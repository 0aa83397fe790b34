use stylist::yew::Global;
use stylist::css;
use yew::prelude::*;

#[derive(Clone, Copy, Debug, PartialEq, Eq, Default)]
pub enum Theme {
    #[default]
    Dark,
    Light,
}

pub struct Palette {
    pub background: &'static str,
    pub text: &'static str,
    pub accent: &'static str,
    pub font: &'static str,
}

impl Theme {
    pub fn toggled(self) -> Self {
        match self {
            Theme::Dark => Theme::Light,
            Theme::Light => Theme::Dark,
        }
    }

    /// Class placed on the app root, all themed rules hang off it.
    pub fn class_name(self) -> &'static str {
        match self {
            Theme::Dark => "theme-dark",
            Theme::Light => "theme-light",
        }
    }

    pub fn palette(self) -> Palette {
        match self {
            Theme::Dark => Palette {
                background: "#0B1120",
                text: "#E2E8F0",
                accent: "#A3E635",
                font: "'Inter', -apple-system, BlinkMacSystemFont, 'Segoe UI', sans-serif",
            },
            Theme::Light => Palette {
                background: "#F5F5DC",
                text: "#1C1917",
                accent: "#B45309",
                font: "'Playfair Display', Georgia, serif",
            },
        }
    }

    pub fn toggle_glyph(self) -> &'static str {
        match self {
            Theme::Dark => "☀",
            Theme::Light => "☾",
        }
    }
}

#[derive(Properties, PartialEq)]
pub struct ThemeStyleProps {
    pub theme: Theme,
}

/// Body-level colors for the active theme.
#[function_component(ThemeStyle)]
pub fn theme_style(props: &ThemeStyleProps) -> Html {
    let palette = props.theme.palette();
    html! {
        <Global css={css!(
            r#"
                body {
                    margin: 0;
                    background-color: ${bg};
                    color: ${text};
                    font-family: ${font};
                    transition: background-color 0.5s ease, color 0.5s ease;
                }
                a {
                    color: ${accent};
                }
            "#,
            bg = palette.background,
            text = palette.text,
            font = palette.font,
            accent = palette.accent,
        )} />
    }
}

#[cfg(test)]
mod tests {
    use super::*;

    #[test]
    fn test_default_theme_is_dark() {
        assert_eq!(Theme::default(), Theme::Dark);
    }

    #[test]
    fn test_toggle_twice_restores_theme() {
        assert_eq!(Theme::Dark.toggled(), Theme::Light);
        assert_eq!(Theme::Dark.toggled().toggled(), Theme::Dark);
    }

    #[test]
    fn test_class_names_differ() {
        assert_ne!(Theme::Dark.class_name(), Theme::Light.class_name());
    }
}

......

Assignment: Search the entries above for the string "serif". Copy each line that holds it.

Solution below:
                font: "'Inter', -apple-system, BlinkMacSystemFont, 'Segoe UI', sans-serif",
                font: "'Playfair Display', Georgia, serif",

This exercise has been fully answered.